[Opening Input data section]
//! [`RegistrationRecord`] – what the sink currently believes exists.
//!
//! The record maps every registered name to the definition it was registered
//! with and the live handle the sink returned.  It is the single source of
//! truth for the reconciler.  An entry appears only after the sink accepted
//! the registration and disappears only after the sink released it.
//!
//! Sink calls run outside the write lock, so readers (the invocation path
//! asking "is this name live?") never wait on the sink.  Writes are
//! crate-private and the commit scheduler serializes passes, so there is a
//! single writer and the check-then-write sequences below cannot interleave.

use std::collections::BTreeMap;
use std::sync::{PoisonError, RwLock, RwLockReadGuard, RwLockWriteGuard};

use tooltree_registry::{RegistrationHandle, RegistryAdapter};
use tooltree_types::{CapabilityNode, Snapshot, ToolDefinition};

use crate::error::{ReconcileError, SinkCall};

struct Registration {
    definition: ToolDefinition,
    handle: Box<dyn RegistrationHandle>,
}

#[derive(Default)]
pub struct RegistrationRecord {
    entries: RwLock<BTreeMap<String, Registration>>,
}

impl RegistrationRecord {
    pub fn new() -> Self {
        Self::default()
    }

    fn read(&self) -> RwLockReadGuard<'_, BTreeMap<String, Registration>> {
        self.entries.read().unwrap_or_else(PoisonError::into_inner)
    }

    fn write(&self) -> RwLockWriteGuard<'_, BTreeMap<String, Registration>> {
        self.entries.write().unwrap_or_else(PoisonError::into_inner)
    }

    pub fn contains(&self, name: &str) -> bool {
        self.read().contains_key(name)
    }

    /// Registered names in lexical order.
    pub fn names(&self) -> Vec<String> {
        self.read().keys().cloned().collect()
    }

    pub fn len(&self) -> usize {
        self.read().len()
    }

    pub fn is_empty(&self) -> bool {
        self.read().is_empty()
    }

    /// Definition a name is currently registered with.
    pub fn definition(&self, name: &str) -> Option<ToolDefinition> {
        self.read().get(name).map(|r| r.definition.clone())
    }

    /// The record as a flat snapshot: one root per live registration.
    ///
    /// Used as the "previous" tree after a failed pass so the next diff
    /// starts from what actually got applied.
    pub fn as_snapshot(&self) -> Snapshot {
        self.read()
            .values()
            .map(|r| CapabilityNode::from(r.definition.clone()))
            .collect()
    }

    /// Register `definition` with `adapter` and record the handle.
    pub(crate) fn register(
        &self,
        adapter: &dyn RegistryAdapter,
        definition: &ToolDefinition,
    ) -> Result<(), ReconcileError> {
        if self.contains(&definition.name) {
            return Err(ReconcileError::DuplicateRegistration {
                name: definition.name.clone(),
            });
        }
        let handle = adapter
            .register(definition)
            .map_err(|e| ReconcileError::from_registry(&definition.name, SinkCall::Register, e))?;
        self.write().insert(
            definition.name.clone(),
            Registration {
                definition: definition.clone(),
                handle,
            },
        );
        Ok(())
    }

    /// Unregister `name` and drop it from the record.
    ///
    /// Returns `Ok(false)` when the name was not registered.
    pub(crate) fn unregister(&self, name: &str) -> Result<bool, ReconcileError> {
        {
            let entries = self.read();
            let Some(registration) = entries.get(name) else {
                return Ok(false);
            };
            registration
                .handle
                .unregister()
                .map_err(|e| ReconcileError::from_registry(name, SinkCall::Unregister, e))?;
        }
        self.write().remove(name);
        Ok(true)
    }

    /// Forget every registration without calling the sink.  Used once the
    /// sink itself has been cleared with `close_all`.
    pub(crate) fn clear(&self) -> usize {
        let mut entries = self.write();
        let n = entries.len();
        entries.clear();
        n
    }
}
[Closing Input data section]
• **What is expected**
Check each line above for the word "entries", and copy the lines where it appears.

• **Response**
    entries: RwLock<BTreeMap<String, Registration>>,
        self.entries.read().unwrap_or_else(PoisonError::into_inner)
        self.entries.write().unwrap_or_else(PoisonError::into_inner)
            let entries = self.read();
            let Some(registration) = entries.get(name) else {
        let mut entries = self.write();
        let n = entries.len();
        entries.clear();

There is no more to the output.